Grilled Scallops with Summer Sweet Corn Salad
- 1 garlic clove, minced
- 1 tablespoon minced red onion
- 2 tablespoons fresh lime juice
- 4 small ears of corn, shucked
- Grapeseed oil, for brushing
- 1/3 cup mayonnaise
- 1 teaspoon chipotle chile powder
- 4 oz ricotta salata cheese, crumbled
- Salt and freshly ground pepper, to taste
- Mexican hot sauce, to taste
- 12 large sea scallops, patted dry
- Cilantro, chopped, for serving
- Lime wedges, for serving
Preheat grill on high. In a large bowl, toss garlic and onion with lime juice and let stand for 10 minutes.
Brush the corn with oil and grill until charred and just tender, about 10 minutes. Transfer to a work surface to cool, and then cut the kernels off the cobs.
Whisk the mayonnaise and chile powder into the garlic, onion and lime juice. Add the cheese and corn and combine. Season with salt, pepper, and hot sauce.

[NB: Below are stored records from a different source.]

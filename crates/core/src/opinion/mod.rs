mod id;
mod requests;
mod types;

pub use id::{IdGenerator, UuidGenerator};
pub use requests::{
    CreateCommentRequest, CreateOpinionRequest, CreatedComment, CreatedOpinion,
    ReactionInfoQuery, SaveReactionRequest,
};
pub use types::{Comment, Coordinate, Opinion, Reaction, ReactionInfo};
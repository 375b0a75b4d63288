//! Table configuration types (Functional Core - pure data).

use opinions_core::storage::{keys, TableNames};

/// Table schema configuration.
#[derive(Debug, Clone, PartialEq, Eq)]
pub struct TableConfig {
    pub table_name: String,
    pub partition_key: KeyAttribute,
    pub sort_key: Option<KeyAttribute>,
    pub gsis: Vec<GsiConfig>,
}

/// A key attribute definition.
#[derive(Debug, Clone, PartialEq, Eq)]
pub struct KeyAttribute {
    pub name: String,
    pub attribute_type: AttributeType,
}

impl KeyAttribute {
    pub fn string(name: &str) -> Self {
        Self {
            name: name.to_string(),
            attribute_type: AttributeType::String,
        }
    }
}

/// DynamoDB attribute types. Every key in this schema is a string.
#[derive(Debug, Clone, Copy, PartialEq, Eq)]
pub enum AttributeType {
    String,
}

/// Global Secondary Index configuration. Projects all attributes.
#[derive(Debug, Clone, PartialEq, Eq)]
pub struct GsiConfig {
    pub name: String,
    pub partition_key: KeyAttribute,
    pub sort_key: Option<KeyAttribute>,
}

impl TableConfig {
    fn new(table_name: &str, partition_key: &str) -> Self {
        Self {
            table_name: table_name.to_string(),
            partition_key: KeyAttribute::string(partition_key),
            sort_key: None,
            gsis: Vec::new(),
        }
    }

    fn with_sort_key(mut self, sort_key: &str) -> Self {
        self.sort_key = Some(KeyAttribute::string(sort_key));
        self
    }

    fn with_gsi(mut self, name: &str, partition_key: &str, sort_key: &str) -> Self {
        self.gsis.push(GsiConfig {
            name: name.to_string(),
            partition_key: KeyAttribute::string(partition_key),
            sort_key: Some(KeyAttribute::string(sort_key)),
        });
        self
    }
}

/// Returns the table configurations the service reads and writes.
/// This is a pure function - no I/O.
///
/// - opinions: `id`
/// - comments: (`opinionId`, `commentId`), indexed by (`opinionId`, `createdDateTime`)
/// - reactions: (`opinionId`, `mailAddress`)
pub fn opinion_table_configs(names: &TableNames) -> Vec<TableConfig> {
    vec![
        TableConfig::new(&names.opinions, keys::ID),
        TableConfig::new(&names.comments, keys::OPINION_ID)
            .with_sort_key(keys::COMMENT_ID)
            .with_gsi(
                &names.comments_by_created,
                keys::OPINION_ID,
                keys::CREATED_DATE_TIME,
            ),
        TableConfig::new(&names.reactions, keys::OPINION_ID).with_sort_key(keys::MAIL_ADDRESS),
    ]
}
//! Liveness probe.

use axum::http::StatusCode;

/// GET /livez - Basic liveness probe.
///
/// Returns 200 immediately without touching the store.
#[axum::debug_handler]
pub async fn livez() -> StatusCode {
    StatusCode::OK
}
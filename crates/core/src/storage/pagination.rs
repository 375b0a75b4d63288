//! Cursor-driven pagination shared by every list operation.

use std::future::Future;

use tokio_util::sync::CancellationToken;

use super::item::{Cursor, Page};
use super::{RepositoryError, Result};

/// Runs one store round-trip, giving up as soon as `cancel` fires.
pub async fn run_cancellable<T, Fut>(cancel: &CancellationToken, operation: Fut) -> Result<T>
where
    Fut: Future<Output = Result<T>>,
{
    tokio::select! {
        biased;
        _ = cancel.cancelled() => Err(RepositoryError::Cancelled),
        result = operation => result,
    }
}

/// Exhausts a paged read into a single sequence.
///
/// `fetch` is called with no cursor first, then with each returned cursor
/// until a page comes back without one. Items keep the order in which the
/// pages delivered them. Any error, including cancellation, discards the
/// pages collected so far.
pub async fn collect_pages<T, F, Fut>(cancel: &CancellationToken, mut fetch: F) -> Result<Vec<T>>
where
    F: FnMut(Option<Cursor>) -> Fut,
    Fut: Future<Output = Result<Page<T>>>,
{
    let mut items = Vec::new();
    let mut cursor = None;
    let mut pages = 0_usize;

    loop {
        let page = run_cancellable(cancel, fetch(cursor.take())).await?;
        pages += 1;
        items.extend(page.items);

        match page.next_cursor {
            Some(next) if !next.is_empty() => cursor = Some(next),
            _ => break,
        }
    }

    tracing::debug!(pages, items = items.len(), "Collected paged results");
    Ok(items)
}

#[cfg(test)]
mod tests {
    use std::collections::HashMap;
    use std::sync::atomic::{AtomicUsize, Ordering};
    use std::sync::Mutex;

    use super::*;
    use crate::storage::item::{AttributeValue, Item};

    fn cursor(marker: &str) -> Cursor {
        Cursor::new(HashMap::from([(
            "id".to_string(),
            AttributeValue::S(marker.to_string()),
        )]))
    }

    #[tokio::test]
    async fn test_collects_all_pages_in_order() {
        let pages = vec![
            Page::with_cursor(vec![1, 2], cursor("a")),
            Page::with_cursor(vec![3], cursor("b")),
            Page::last(vec![4, 5]),
        ];
        let calls = AtomicUsize::new(0);

        let items = collect_pages(&CancellationToken::new(), |_| {
            let n = calls.fetch_add(1, Ordering::SeqCst);
            let page = pages[n].clone();
            async move { Ok(page) }
        })
        .await
        .unwrap();

        assert_eq!(items, vec![1, 2, 3, 4, 5]);
        assert_eq!(calls.load(Ordering::SeqCst), 3);
    }

    #[tokio::test]
    async fn test_passes_previous_cursor_to_next_fetch() {
        let seen: Mutex<Vec<Option<Cursor>>> = Mutex::new(Vec::new());

        let items = collect_pages(&CancellationToken::new(), |c: Option<Cursor>| {
            let page = match &c {
                None => Page::with_cursor(vec!["first"], cursor("a")),
                Some(_) => Page::last(vec!["second"]),
            };
            seen.lock().unwrap().push(c);
            async move { Ok(page) }
        })
        .await
        .unwrap();

        assert_eq!(items, vec!["first", "second"]);
        assert_eq!(*seen.lock().unwrap(), vec![None, Some(cursor("a"))]);
    }

    #[tokio::test]
    async fn test_single_empty_page() {
        let items: Vec<u8> =
            collect_pages(&CancellationToken::new(), |_| async { Ok(Page::last(Vec::new())) })
                .await
                .unwrap();

        assert!(items.is_empty());
    }

    #[tokio::test]
    async fn test_empty_cursor_ends_pagination() {
        let calls = AtomicUsize::new(0);

        let items = collect_pages(&CancellationToken::new(), |_| {
            calls.fetch_add(1, Ordering::SeqCst);
            async { Ok(Page::with_cursor(vec![1], Cursor::new(Item::new()))) }
        })
        .await
        .unwrap();

        assert_eq!(items, vec![1]);
        assert_eq!(calls.load(Ordering::SeqCst), 1);
    }

    #[tokio::test]
    async fn test_error_discards_partial_results() {
        let calls = AtomicUsize::new(0);

        let result: Result<Vec<u8>> = collect_pages(&CancellationToken::new(), |_| {
            let n = calls.fetch_add(1, Ordering::SeqCst);
            async move {
                if n == 0 {
                    Ok(Page::with_cursor(vec![1, 2], cursor("a")))
                } else {
                    Err(RepositoryError::QueryFailed("boom".to_string()))
                }
            }
        })
        .await;

        assert_eq!(
            result,
            Err(RepositoryError::QueryFailed("boom".to_string()))
        );
        assert_eq!(calls.load(Ordering::SeqCst), 2);
    }

    #[tokio::test]
    async fn test_cancellation_mid_pagination() {
        let cancel = CancellationToken::new();
        let calls = AtomicUsize::new(0);

        let result: Result<Vec<u8>> = collect_pages(&cancel, |_| {
            if calls.fetch_add(1, Ordering::SeqCst) == 1 {
                cancel.cancel();
            }
            async { Ok(Page::with_cursor(vec![1], cursor("more"))) }
        })
        .await;

        assert_eq!(result, Err(RepositoryError::Cancelled));
        assert_eq!(calls.load(Ordering::SeqCst), 2);
    }

    #[tokio::test]
    async fn test_run_cancellable_passes_result_through() {
        let result = run_cancellable(&CancellationToken::new(), async { Ok(7) }).await;
        assert_eq!(result, Ok(7));
    }

    #[tokio::test]
    async fn test_run_cancellable_already_cancelled() {
        let cancel = CancellationToken::new();
        cancel.cancel();

        let result = run_cancellable(&cancel, async { Ok(7) }).await;
        assert_eq!(result, Err(RepositoryError::Cancelled));
    }
}
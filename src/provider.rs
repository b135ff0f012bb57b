use std::fs::read_dir;
use std::io;
use std::path::{Path, PathBuf};

use crate::position::RegionPos;

/// Paths of all `r.<X>.<Z>.mca` files directly inside `folder`, sorted by
/// filename so scans are deterministic.
pub fn region_files(folder: &Path) -> Result<Vec<PathBuf>, io::Error> {
    files_with_extension(folder, "mca", |path| {
        RegionPos::from_filename(path).is_ok()
    })
}

/// Paths of all `.dat` player files directly inside `folder`, sorted by
/// filename.
pub fn player_files(folder: &Path) -> Result<Vec<PathBuf>, io::Error> {
    files_with_extension(folder, "dat", |_| true)
}

fn files_with_extension(
    folder: &Path,
    extension: &str,
    accept: impl Fn(&Path) -> bool,
) -> Result<Vec<PathBuf>, io::Error> {
    let mut paths: Vec<_> = read_dir(folder)?
        .filter_map(|entry| entry.ok())
        .map(|entry| entry.path())
        .filter(|path| path.extension().map_or(false, |ext| ext == extension))
        .filter(|path| accept(path))
        .collect();

    paths.sort();

    Ok(paths)
}
use std::io;

use crate::tag::TagId;

/// Possible errors while opening a region file.
#[derive(Debug)]
pub enum RegionOpenError {
    /// The filename does not have the `r.<X>.<Z>.mca` shape.
    BadFilename { reason: &'static str },
    /// The file ended before the 4096-byte locator header.
    ///
    /// Region file are corrupted or still being written.
    ShortHeader {
        /// Bytes actually read.
        read: usize,
    },
    /// I/O error which happened while were opening or reading the file.
    IOError { io_error: io::Error },
}

impl From<io::Error> for RegionOpenError {
    fn from(io_error: io::Error) -> Self {
        RegionOpenError::IOError { io_error }
    }
}

/// Possible errors while loading a chunk.
#[derive(Debug)]
pub enum ChunkReadError {
    /// Chunk at specified coordinates inside region not found.
    ///
    /// The locator slot's sector pointer is zero.
    ChunkNotFound { chunk_x: u8, chunk_z: u8 },
    /// Currently are only 2 types of compression: Gzip and Zlib.
    ///
    /// This should not occur under normal conditions.
    ///
    /// Region file are corrupted or was introduced new compression type.
    UnsupportedCompressionScheme {
        /// Compression scheme type id.
        compression_scheme: u8,
    },
    /// The compressed payload did not inflate cleanly.
    Decompress { io_error: io::Error },
    /// The chunk has no `TileEntities` list to cut a window around.
    WindowNotFound,
    /// I/O Error which happened while were reading chunk data from region file.
    IOError { io_error: io::Error },
}

impl From<io::Error> for ChunkReadError {
    fn from(io_error: io::Error) -> Self {
        ChunkReadError::IOError { io_error }
    }
}

/// Possible errors while decoding a tagged blob or using its index.
#[derive(Debug)]
pub enum NbtError {
    /// A read would advance the cursor past the end of the blob.
    Truncated {
        /// Cursor position at the failed read.
        cursor: usize,
        /// Bytes the read needed.
        needed: usize,
        /// Blob length.
        len: usize,
    },
    /// A tag id byte outside the 13 known values.
    InvalidTagId { value: u8 },
    /// The destination shape does not match the tag id at the cursor.
    TypeMismatch { expected: TagId, found: TagId },
    /// An End tag terminated the enclosing compound.
    ///
    /// Expected sentinel, not a failure. Callers unwind one level.
    EndOfCompound,
    /// The cursor is not at the payload start of any indexed tag.
    InvalidHeaderLocation,
    /// An indexed entry other than the root has no parent.
    ///
    /// This should not occur under normal conditions.
    IndexCorrupt,
    /// Indexing is required before calling this method.
    NotIndexed,
    /// The index build failed part way through; no partial index is kept.
    IndexBuild { detail: String },
}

Brush the scallops with oil and season with salt and pepper. Grill over very high heat until nicely browned and barely cooked through, about 2 minutes on the first side, 1 minute on the second side. Divide the corn salad onto 4 plates and top with the scallops. Serve topped with cilantro and lime wedges on the side.